** AIM OF THE TASK **
From the listing below, select every line where the word "domain" appears.

RECORDS SUPPLIED START

//! Country code reference table

use crate::domain::{Result, ShiplabelError};
use std::collections::HashMap;
use std::io::Read;

const NAME_COLUMN: &str = "Name";
const CODE_COLUMN: &str = "Code";

/// Mapping from two-letter country code to display name
///
/// Loaded fresh on every run; never cached.
#[derive(Debug, Clone, Default, PartialEq, Eq)]
pub struct CountryReference {
    names: HashMap<String, String>,
}

impl CountryReference {
    /// Parse the reference table from CSV
    ///
    /// The CSV must have a header row containing `Name` and `Code`; other
    /// columns are ignored. When a code appears twice the first name wins.
    ///
    /// # Examples
    ///
    /// ```
    /// use shiplabel::domain::CountryReference;
    ///
    /// let csv = "Name,Code\nGermany,DE\nFrance,FR\n";
    /// let reference = CountryReference::from_csv_reader(csv.as_bytes()).unwrap();
    /// assert_eq!(reference.name_for("DE"), Some("Germany"));
    /// assert_eq!(reference.name_for("XX"), None);
    /// ```
    pub fn from_csv_reader<R: Read>(reader: R) -> Result<Self> {
        let mut csv_reader = csv::ReaderBuilder::new()
            .has_headers(true)
            .trim(csv::Trim::Headers)
            .from_reader(reader);

        let headers = csv_reader.headers()?.clone();
        let name_idx = column_index(&headers, NAME_COLUMN)?;
        let code_idx = column_index(&headers, CODE_COLUMN)?;

        let mut names = HashMap::new();
        for record in csv_reader.records() {
            let record = record?;
            let (Some(name), Some(code)) = (record.get(name_idx), record.get(code_idx)) else {
                continue;
            };
            if names.contains_key(code) {
                tracing::debug!(code = %code, name = %name, "Ignoring duplicate country code");
                continue;
            }
            names.insert(code.to_string(), name.to_string());
        }

        Ok(Self { names })
    }

    /// Display name for a country code
    pub fn name_for(&self, code: &str) -> Option<&str> {
        self.names.get(code).map(String::as_str)
    }

    pub fn len(&self) -> usize {
        self.names.len()
    }

    pub fn is_empty(&self) -> bool {
        self.names.is_empty()
    }
}

impl<C, N> FromIterator<(C, N)> for CountryReference
where
    C: Into<String>,
    N: Into<String>,
{
    fn from_iter<I: IntoIterator<Item = (C, N)>>(iter: I) -> Self {
        let mut names = HashMap::new();
        for (code, name) in iter {
            names.entry(code.into()).or_insert_with(|| name.into());
        }
        Self { names }
    }
}

fn column_index(headers: &csv::StringRecord, column: &str) -> Result<usize> {
    headers.iter().position(|h| h == column).ok_or_else(|| {
        ShiplabelError::CountryReference(format!("CSV header is missing the '{column}' column"))
    })
}

#[cfg(test)]
mod tests {
    use super::*;

    #[test]
    fn test_parse_ignores_extra_columns() {
        let csv = "Code,Region,Name\nDE,Europe,Germany\nUS,Americas,United States\n";
        let reference = CountryReference::from_csv_reader(csv.as_bytes()).unwrap();
        assert_eq!(reference.len(), 2);
        assert_eq!(reference.name_for("US"), Some("United States"));
    }

    #[test]
    fn test_parse_quoted_names() {
        let csv = "Name,Code\n\"Korea, Republic of\",KR\n";
        let reference = CountryReference::from_csv_reader(csv.as_bytes()).unwrap();
        assert_eq!(reference.name_for("KR"), Some("Korea, Republic of"));
    }

    #[test]
    fn test_missing_header_is_error() {
        let csv = "Country,ISO\nGermany,DE\n";
        let err = CountryReference::from_csv_reader(csv.as_bytes()).unwrap_err();
        assert!(matches!(err, ShiplabelError::CountryReference(_)));
        assert!(err.to_string().contains("Name"));
    }

    #[test]
    fn test_first_duplicate_wins() {
        let csv = "Name,Code\nGermany,DE\nDeutschland,DE\n";
        let reference = CountryReference::from_csv_reader(csv.as_bytes()).unwrap();
        assert_eq!(reference.len(), 1);
        assert_eq!(reference.name_for("DE"), Some("Germany"));
    }

    #[test]
    fn test_from_iterator() {
        let reference: CountryReference = [("DE", "Germany"), ("FR", "France")].into_iter().collect();
        assert_eq!(reference.name_for("FR"), Some("France"));
        assert!(!reference.is_empty());
    }
}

RECORDS SUPPLIED END

** ANSWER BOX **
use crate::domain::{Result, ShiplabelError};
    /// use shiplabel::domain::CountryReference;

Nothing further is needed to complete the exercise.